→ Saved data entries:
◇ ◇ ◇ ◇ ◇ ◇ ◇
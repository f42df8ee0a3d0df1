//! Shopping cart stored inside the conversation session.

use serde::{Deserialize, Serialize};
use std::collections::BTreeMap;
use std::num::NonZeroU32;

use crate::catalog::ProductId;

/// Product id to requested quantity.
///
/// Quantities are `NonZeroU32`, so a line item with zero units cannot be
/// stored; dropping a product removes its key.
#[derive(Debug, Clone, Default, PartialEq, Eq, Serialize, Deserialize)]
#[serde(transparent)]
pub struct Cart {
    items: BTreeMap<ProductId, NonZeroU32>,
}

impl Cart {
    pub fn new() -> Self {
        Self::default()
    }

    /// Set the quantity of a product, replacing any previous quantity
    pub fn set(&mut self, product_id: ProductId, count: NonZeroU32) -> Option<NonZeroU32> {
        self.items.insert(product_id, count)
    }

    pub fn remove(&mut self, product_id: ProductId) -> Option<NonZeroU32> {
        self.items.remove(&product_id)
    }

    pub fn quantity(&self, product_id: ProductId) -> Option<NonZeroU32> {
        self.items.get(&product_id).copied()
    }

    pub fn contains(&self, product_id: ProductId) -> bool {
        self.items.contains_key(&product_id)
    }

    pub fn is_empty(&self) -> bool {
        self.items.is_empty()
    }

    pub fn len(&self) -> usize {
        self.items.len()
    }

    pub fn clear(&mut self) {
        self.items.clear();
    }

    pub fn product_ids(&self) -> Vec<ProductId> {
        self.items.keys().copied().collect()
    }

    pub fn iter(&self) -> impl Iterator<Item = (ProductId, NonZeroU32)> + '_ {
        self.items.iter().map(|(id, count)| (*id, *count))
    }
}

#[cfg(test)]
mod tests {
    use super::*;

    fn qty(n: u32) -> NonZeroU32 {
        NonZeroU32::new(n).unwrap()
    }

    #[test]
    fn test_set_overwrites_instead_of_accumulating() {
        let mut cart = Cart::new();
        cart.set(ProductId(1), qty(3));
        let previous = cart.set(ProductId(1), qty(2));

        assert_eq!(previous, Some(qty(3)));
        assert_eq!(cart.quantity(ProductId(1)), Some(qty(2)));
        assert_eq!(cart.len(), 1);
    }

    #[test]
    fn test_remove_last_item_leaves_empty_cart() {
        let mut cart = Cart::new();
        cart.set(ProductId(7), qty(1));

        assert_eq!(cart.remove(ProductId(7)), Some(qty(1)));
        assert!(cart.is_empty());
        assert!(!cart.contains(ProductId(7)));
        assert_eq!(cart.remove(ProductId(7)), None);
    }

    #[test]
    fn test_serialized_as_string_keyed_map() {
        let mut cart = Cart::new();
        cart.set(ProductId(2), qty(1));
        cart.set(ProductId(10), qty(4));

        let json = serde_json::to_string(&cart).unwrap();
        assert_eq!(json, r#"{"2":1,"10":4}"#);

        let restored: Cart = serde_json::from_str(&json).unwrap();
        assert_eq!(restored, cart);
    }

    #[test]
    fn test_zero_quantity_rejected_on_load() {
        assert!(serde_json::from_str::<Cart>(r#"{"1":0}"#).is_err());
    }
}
◇ ◇ ◇ ◇ ◇ ◇ ◇
→ Exercise prompt:
Pull out every line in the data above that has the word "Option".

→ Answer:
    pub fn set(&mut self, product_id: ProductId, count: NonZeroU32) -> Option<NonZeroU32> {
    pub fn remove(&mut self, product_id: ProductId) -> Option<NonZeroU32> {
    pub fn quantity(&self, product_id: ProductId) -> Option<NonZeroU32> {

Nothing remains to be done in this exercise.